Position Description:

The Associate Manager – PV Case Processing, is responsible for adverse event and product complaint report handling. This includes assessing and processing individual adverse event and product complaint reports; maintaining awareness of global pharmacovigilance regulations; ensuring regulatory compliance for expedited submission of individual case reports; collaborating with internal and external business partners; as well as other duties as assigned.
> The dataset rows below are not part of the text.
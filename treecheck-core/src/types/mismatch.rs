//! Mismatch records produced by the comparator.

use serde::Serialize;
use std::collections::BTreeMap;
use std::fmt;

use super::entry::{Contents, Entry, PREVIEW_BYTES};
use super::status::StatusCode;

/// Bytes shown before the first difference in a long content diff.
const CONTEXT_BEFORE: usize = 32;

/// Classification of one discrepancy.
///
/// The declaration order is the reporting order for records on the same path.
#[derive(Debug, Clone, Copy, PartialEq, Eq, PartialOrd, Ord, Hash, Serialize)]
#[serde(rename_all = "snake_case")]
pub enum MismatchKind {
    /// Path expected but not found.
    Missing,
    /// Path found but not expected.
    Unexpected,
    /// Contents differ.
    ContentDiff,
    /// Status or properties differ.
    AttrDiff,
}

impl fmt::Display for MismatchKind {
    fn fmt(&self, f: &mut fmt::Formatter<'_>) -> fmt::Result {
        let s = match self {
            MismatchKind::Missing => "missing",
            MismatchKind::Unexpected => "unexpected",
            MismatchKind::ContentDiff => "content differs",
            MismatchKind::AttrDiff => "attributes differ",
        };
        f.write_str(s)
    }
}

/// One path-level discrepancy between expected and actual state.
#[derive(Debug, Clone, PartialEq, Eq, Serialize)]
pub struct MismatchRecord {
    /// Relative path (`""` is the root).
    pub path: String,

    /// What kind of discrepancy this is.
    pub kind: MismatchKind,

    /// The expected entry, absent for `Unexpected`.
    pub expected: Option<Entry>,

    /// The actual entry, absent for `Missing`.
    pub actual: Option<Entry>,
}

impl MismatchRecord {
    pub fn missing(path: &str, expected: &Entry) -> Self {
        Self {
            path: path.to_string(),
            kind: MismatchKind::Missing,
            expected: Some(expected.clone()),
            actual: None,
        }
    }

    pub fn unexpected(path: &str, actual: &Entry) -> Self {
        Self {
            path: path.to_string(),
            kind: MismatchKind::Unexpected,
            expected: None,
            actual: Some(actual.clone()),
        }
    }

    pub fn differs(path: &str, kind: MismatchKind, expected: &Entry, actual: &Entry) -> Self {
        Self {
            path: path.to_string(),
            kind,
            expected: Some(expected.clone()),
            actual: Some(actual.clone()),
        }
    }

    fn display_path(&self) -> &str {
        if self.path.is_empty() {
            "<root>"
        } else {
            &self.path
        }
    }
}

fn show_status(status: Option<StatusCode>) -> String {
    status.map_or_else(|| "<none>".to_string(), |s| s.to_string())
}

/// Both sides of a content diff.
///
/// Short contents are shown whole. When either side is longer than a
/// preview, both are shown from a little before the first differing byte.
fn show_content_diff(exp: &Contents, act: &Contents) -> String {
    let (Some(want), Some(got)) = (exp.as_bytes(), act.as_bytes()) else {
        return format!("expected {exp}, got {act}");
    };
    if want.len() <= PREVIEW_BYTES && got.len() <= PREVIEW_BYTES {
        return format!("expected {exp}, got {act}");
    }

    let offset = want
        .iter()
        .zip(got)
        .position(|(a, b)| a != b)
        .unwrap_or_else(|| want.len().min(got.len()));
    let start = offset.saturating_sub(CONTEXT_BEFORE);
    format!(
        "first difference at byte {offset}: expected {} ({} bytes), got {} ({} bytes)",
        window(want, start),
        want.len(),
        window(got, start),
        got.len()
    )
}

fn window(bytes: &[u8], start: usize) -> String {
    let start = start.min(bytes.len());
    let end = (start + PREVIEW_BYTES).min(bytes.len());
    let text = format!("{:?}", String::from_utf8_lossy(&bytes[start..end]));
    match (start > 0, end < bytes.len()) {
        (true, true) => format!("...{text}..."),
        (true, false) => format!("...{text}"),
        (false, true) => format!("{text}..."),
        (false, false) => text,
    }
}

fn show_props(props: Option<&BTreeMap<String, String>>) -> String {
    match props {
        None => "<none>".to_string(),
        Some(map) => format!("{map:?}"),
    }
}

impl fmt::Display for MismatchRecord {
    fn fmt(&self, f: &mut fmt::Formatter<'_>) -> fmt::Result {
        let path = self.display_path();
        match (&self.kind, &self.expected, &self.actual) {
            (MismatchKind::Missing, Some(exp), _) => {
                write!(f, "missing: {path} (expected contents {})", exp.contents())?;
                if let Some(status) = exp.status() {
                    write!(f, ", status {status}")?;
                }
                Ok(())
            }
            (MismatchKind::Unexpected, _, Some(act)) => {
                write!(f, "unexpected: {path} (found contents {})", act.contents())?;
                if let Some(status) = act.status() {
                    write!(f, ", status {status}")?;
                }
                Ok(())
            }
            (MismatchKind::ContentDiff, Some(exp), Some(act)) => write!(
                f,
                "content differs: {path}: {}",
                show_content_diff(exp.contents(), act.contents())
            ),
            (MismatchKind::AttrDiff, Some(exp), Some(act)) => {
                write!(f, "attributes differ: {path}:")?;
                if exp.status().is_some() && exp.status() != act.status() {
                    write!(
                        f,
                        " status expected {}, got {};",
                        show_status(exp.status()),
                        show_status(act.status())
                    )?;
                }
                if exp.props().is_some() {
                    write!(
                        f,
                        " props expected {}, got {}",
                        show_props(exp.props()),
                        show_props(act.props())
                    )?;
                }
                Ok(())
            }
            (kind, _, _) => write!(f, "{kind}: {path}"),
        }
    }
}

/// All mismatches found by one comparison.
#[derive(Debug, Clone, Default, PartialEq, Eq, Serialize)]
pub struct MismatchReport {
    /// Records sorted by path, then kind.
    pub records: Vec<MismatchRecord>,
}

impl MismatchReport {
    pub fn new(mut records: Vec<MismatchRecord>) -> Self {
        records.sort_by(|a, b| a.path.cmp(&b.path).then(a.kind.cmp(&b.kind)));
        Self { records }
    }

    /// Check if there are no mismatches.
    pub fn is_empty(&self) -> bool {
        self.records.is_empty()
    }

    /// Get the number of mismatches.
    pub fn len(&self) -> usize {
        self.records.len()
    }

    pub fn iter(&self) -> impl Iterator<Item = &MismatchRecord> {
        self.records.iter()
    }

    /// Number of records of one kind.
    pub fn count(&self, kind: MismatchKind) -> usize {
        self.records.iter().filter(|r| r.kind == kind).count()
    }

    /// Append another report's records after this one's.
    ///
    /// Each part stays sorted; the concatenation is not re-sorted so output
    /// records from an export stay ahead of disk records.
    pub fn extend(&mut self, other: MismatchReport) {
        self.records.extend(other.records);
    }

    /// Format the report as human-readable text.
    pub fn report(&self) -> String {
        if self.is_empty() {
            return "No differences found.".to_string();
        }

        let mut lines = vec![format!("Found {} differences:", self.records.len())];
        for m in &self.records {
            lines.push(format!("  - {}", m));
        }
        lines.join("\n")
    }
}

impl fmt::Display for MismatchReport {
    fn fmt(&self, f: &mut fmt::Formatter<'_>) -> fmt::Result {
        f.write_str(&self.report())
    }
}

impl IntoIterator for MismatchReport {
    type Item = MismatchRecord;
    type IntoIter = std::vec::IntoIter<MismatchRecord>;

    fn into_iter(self) -> Self::IntoIter {
        self.records.into_iter()
    }
}

#[cfg(test)]
mod tests {
    use super::*;

    #[test]
    fn test_report_sorted_by_path_then_kind() {
        let exp = Entry::file("x");
        let act = Entry::file("y");
        let report = MismatchReport::new(vec![
            MismatchRecord::differs("b", MismatchKind::AttrDiff, &exp, &act),
            MismatchRecord::missing("c", &exp),
            MismatchRecord::differs("b", MismatchKind::ContentDiff, &exp, &act),
            MismatchRecord::unexpected("a", &act),
        ]);

        let order: Vec<_> = report.iter().map(|r| (r.path.as_str(), r.kind)).collect();
        assert_eq!(
            order,
            vec![
                ("a", MismatchKind::Unexpected),
                ("b", MismatchKind::ContentDiff),
                ("b", MismatchKind::AttrDiff),
                ("c", MismatchKind::Missing),
            ]
        );
        assert_eq!(report.count(MismatchKind::ContentDiff), 1);
    }

    #[test]
    fn test_empty_report_text() {
        assert_eq!(MismatchReport::default().report(), "No differences found.");
    }

    #[test]
    fn test_record_display_has_both_sides() {
        let rec = MismatchRecord::differs(
            "A/mu",
            MismatchKind::ContentDiff,
            &Entry::file("old\n"),
            &Entry::file("new\n"),
        );
        assert_eq!(
            rec.to_string(),
            "content differs: A/mu: expected \"old\\n\", got \"new\\n\""
        );

        let rec = MismatchRecord::differs(
            "",
            MismatchKind::AttrDiff,
            &Entry::dir().with_status(StatusCode::ADDED),
            &Entry::dir().with_status(StatusCode::UPDATED),
        );
        assert_eq!(
            rec.to_string(),
            "attributes differ: <root>: status expected \"A \", got \"U \";"
        );
    }

    #[test]
    fn test_long_content_diff_shows_first_difference() {
        let mut want = vec![b'x'; 300];
        let mut got = want.clone();
        got[200] = b'Y';
        want.extend_from_slice(b"tail");
        got.extend_from_slice(b"tail");

        let rec = MismatchRecord::differs(
            "big",
            MismatchKind::ContentDiff,
            &Entry::file(want),
            &Entry::file(got),
        );
        let text = rec.to_string();
        assert!(text.contains("first difference at byte 200"), "{text}");
        assert!(text.contains("(304 bytes)"), "{text}");

        let (expected_side, actual_side) = text.split_once(", got ").unwrap();
        assert!(!expected_side.contains('Y'));
        assert!(actual_side.contains('Y'));
    }

    #[test]
    fn test_long_content_diff_with_truncated_side() {
        let want = vec![b'z'; 200];
        let got = vec![b'z'; 150];
        let rec = MismatchRecord::differs(
            "short",
            MismatchKind::ContentDiff,
            &Entry::file(want),
            &Entry::file(got),
        );
        let text = rec.to_string();
        assert!(text.contains("first difference at byte 150"), "{text}");
        assert!(text.contains("(150 bytes)"), "{text}");
    }

    #[test]
    fn test_report_lists_every_record() {
        let report = MismatchReport::new(vec![
            MismatchRecord::missing("x", &Entry::dir()),
            MismatchRecord::unexpected("y", &Entry::file("y")),
        ]);
        let text = report.report();
        assert!(text.starts_with("Found 2 differences:"));
        assert!(text.contains("  - missing: x"));
        assert!(text.contains("  - unexpected: y"));
    }
}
A case processor’s responsibilities can vary depending on the needs and focus of a particular team.

Functions, Duties, Tasks:

1. Adverse Event Case Processing and Management

• Responsible for assessment, management, and submission of adverse event reports in the PV database
• Responsible for the completeness and accuracy of data collection and entry, case assessment, and other associated case management activities
• Identifies issues in case processing that may result in a delay in submission and escalates issues to management as appropriate
• Develop an understanding of pharmacovigilance regulations
• Comply with internal and external timelines for managing adverse event and product complaint case processing, and case submission processes as appropriate
• Typical case processing activities include (but not limited to):

Validation of data entry against source document(s) as appropriate

Assessment of adverse event reports for seriousness, reportabilities and causality including reason for assessment.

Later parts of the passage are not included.